One-Time Passcodes: Digital Wallet Fraud Surge
Okay, here’s a breakdown of the key information from the provided text, focusing on the security concerns around digital wallets and payment preferences:
Key Concerns: Security of Digital Wallets
SMS OTP Vulnerability: many banks still rely on SMS one-time passcodes (OTPs) to verify card additions to digital wallets (apple Pay, Google Wallet, etc.). This is a weak security measure.
Phishing Exploitation: Criminals are using phishing scams to harvest card details and then trick victims into providing OTPs, allowing them to add the card to their phones and make fraudulent purchases.
Widespread Use: The inquiry by Which? found that the majority of the 15 banks surveyed still use SMS OTPs.
Banks Lagging: Major banks like HSBC and Santander still use SMS OTPs.
Progressive Banks: Chase and Monzo never used SMS OTPs. Starling has phased them out of Google Pay.
Consumer Payment Preferences
Convenience Over security: UK shoppers prioritize convenience over security when choosing payment methods.
Mobile Wallet Decline: Mobile wallet usage is decreasing year-over-year.
Cash Comeback: Cash payments are increasing (up 26% since 2023) and have overtaken mobile wallets as the second most popular in-store payment method.
Speed is Key: The primary reason people use mobile wallets is speed/convenience (75% cited convenience, 50% cited faster transactions).
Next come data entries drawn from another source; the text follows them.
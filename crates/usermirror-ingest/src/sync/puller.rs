//! Live sync: drain the feed forward from the newest recorded event.

use super::RunToken;
use crate::apply::{ApplyOptions, ApplyOutcome, EventApplier};
use crate::error::Result;
use crate::feed::EventFeed;
use crate::log::{LogLevel, RunLog};
use chrono::{DateTime, SecondsFormat, TimeDelta, Utc};
use metrics::{counter, histogram};
use std::sync::Arc;
use std::time::{Duration, Instant};
use usermirror_core::{DEFAULT_INITIAL_RANGE_HOURS, ListEventsRequest, event_type_filter};

/// Options for one live sync run.
#[derive(Debug, Clone)]
pub struct IngestOptions {
    /// Extra event types beyond the user lifecycle allow-list.
    pub event_types: Vec<String>,
    /// Verbosity of per-event reports.
    pub log_level: LogLevel,
    /// How far back the very first run looks when nothing is recorded yet.
    pub initial_range_hours: u64,
    /// Create users from `user.updated` when no record exists.
    pub create_user_on_update: bool,
}

impl Default for IngestOptions {
    fn default() -> Self {
        Self {
            event_types: Vec::new(),
            log_level: LogLevel::default(),
            initial_range_hours: DEFAULT_INITIAL_RANGE_HOURS,
            create_user_on_update: false,
        }
    }
}

/// Statistics from a single live sync run.
#[derive(Debug, Clone, Default)]
pub struct PullReport {
    /// Feed pages fetched.
    pub pages: usize,
    /// Events recorded for the first time.
    pub applied: usize,
    /// Events that were already recorded.
    pub duplicates: usize,
    /// The run stopped early because a newer run was requested.
    pub superseded: bool,
    /// Queued handler deliveries that succeeded on retry.
    pub handlers_retried: usize,
    /// Wall time of the run.
    pub duration: Duration,
}

/// Pages through the remote feed and applies each event in order.
pub struct LiveSyncPuller {
    feed: Arc<dyn EventFeed>,
    applier: Arc<EventApplier>,
}

impl LiveSyncPuller {
    pub fn new(feed: Arc<dyn EventFeed>, applier: Arc<EventApplier>) -> Self {
        Self { feed, applier }
    }

    /// Run until the feed reports no further pages, an error occurs, or
    /// `token` is superseded.
    ///
    /// The starting cursor is read from the event store at call time. A
    /// superseded run stops before its next fetch or apply; whatever it has
    /// already applied is durable and is where the next run resumes.
    pub async fn run(&self, options: &IngestOptions, token: &mut RunToken) -> Result<PullReport> {
        let start = Instant::now();
        let mut report = PullReport::default();
        let log = RunLog::new(options.log_level);
        let apply_options = ApplyOptions {
            create_user_on_update: options.create_user_on_update,
            log,
        };
        let event_types = event_type_filter(&options.event_types);

        let mut after = self.applier.db().latest_event()?.map(|e| e.event_id);
        let mut range_start = match after {
            Some(_) => None,
            None => Some(initial_range_start(Utc::now(), options.initial_range_hours)),
        };

        counter!("usermirror_pull_runs_total").increment(1);
        log.info(format_args!(
            "Live sync run {} starting from {} via {} feed",
            token.epoch(),
            after
                .as_deref()
                .map_or_else(|| format!("range start {range_start:?}"), |c| format!("cursor {c}")),
            self.feed.name()
        ));

        report.handlers_retried = self.applier.retry_pending_handlers().await?;

        'pages: loop {
            if token.is_superseded() {
                report.superseded = true;
                break;
            }

            let request = ListEventsRequest {
                event_types: event_types.clone(),
                after: after.clone(),
                range_start: range_start.take(),
            };

            let page = tokio::select! {
                page = self.feed.list_events(&request) => page?,
                _ = token.superseded() => {
                    report.superseded = true;
                    break 'pages;
                }
            };
            report.pages += 1;
            counter!("usermirror_pull_pages_total").increment(1);

            for event in &page.data {
                if token.is_superseded() {
                    report.superseded = true;
                    break 'pages;
                }
                match self.applier.apply(event, &apply_options).await? {
                    ApplyOutcome::Duplicate => report.duplicates += 1,
                    ApplyOutcome::Recorded(_) => report.applied += 1,
                }
            }

            match page.next_cursor() {
                Some(cursor) => after = Some(cursor.to_string()),
                None => break,
            }
        }

        report.duration = start.elapsed();
        if report.superseded {
            counter!("usermirror_pull_runs_superseded_total").increment(1);
            log.info(format_args!(
                "Live sync run {} superseded after {} pages ({} applied)",
                token.epoch(),
                report.pages,
                report.applied
            ));
        } else {
            histogram!("usermirror_pull_duration_seconds").record(report.duration.as_secs_f64());
            log.info(format_args!(
                "Live sync run {} complete: {} pages, {} applied, {} duplicates in {:?}",
                token.epoch(),
                report.pages,
                report.applied,
                report.duplicates,
                report.duration
            ));
        }

        Ok(report)
    }
}

/// Lower time bound for a run that has no cursor yet.
fn initial_range_start(now: DateTime<Utc>, hours: u64) -> String {
    let start = i64::try_from(hours)
        .ok()
        .and_then(TimeDelta::try_hours)
        .and_then(|lookback| now.checked_sub_signed(lookback))
        .unwrap_or(DateTime::<Utc>::MIN_UTC);
    start.to_rfc3339_opts(SecondsFormat::Millis, true)
}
Onyl 20% view them as the safest option.
Rising Fraud: 70% of UK fintechs reported rising fraud volumes in 2024.Expert Opinion
balance Needed: Rona Warne (Global Payments) emphasizes the need for businesses to balance speed and trust, and to offer customers a choice* of payment methods.
In essence, the article highlights a concerning gap between the security of digital wallet verification methods and consumer payment preferences. People are choosing convenience, even though it comes with increased risk, and some banks are slow to adopt more secure alternatives.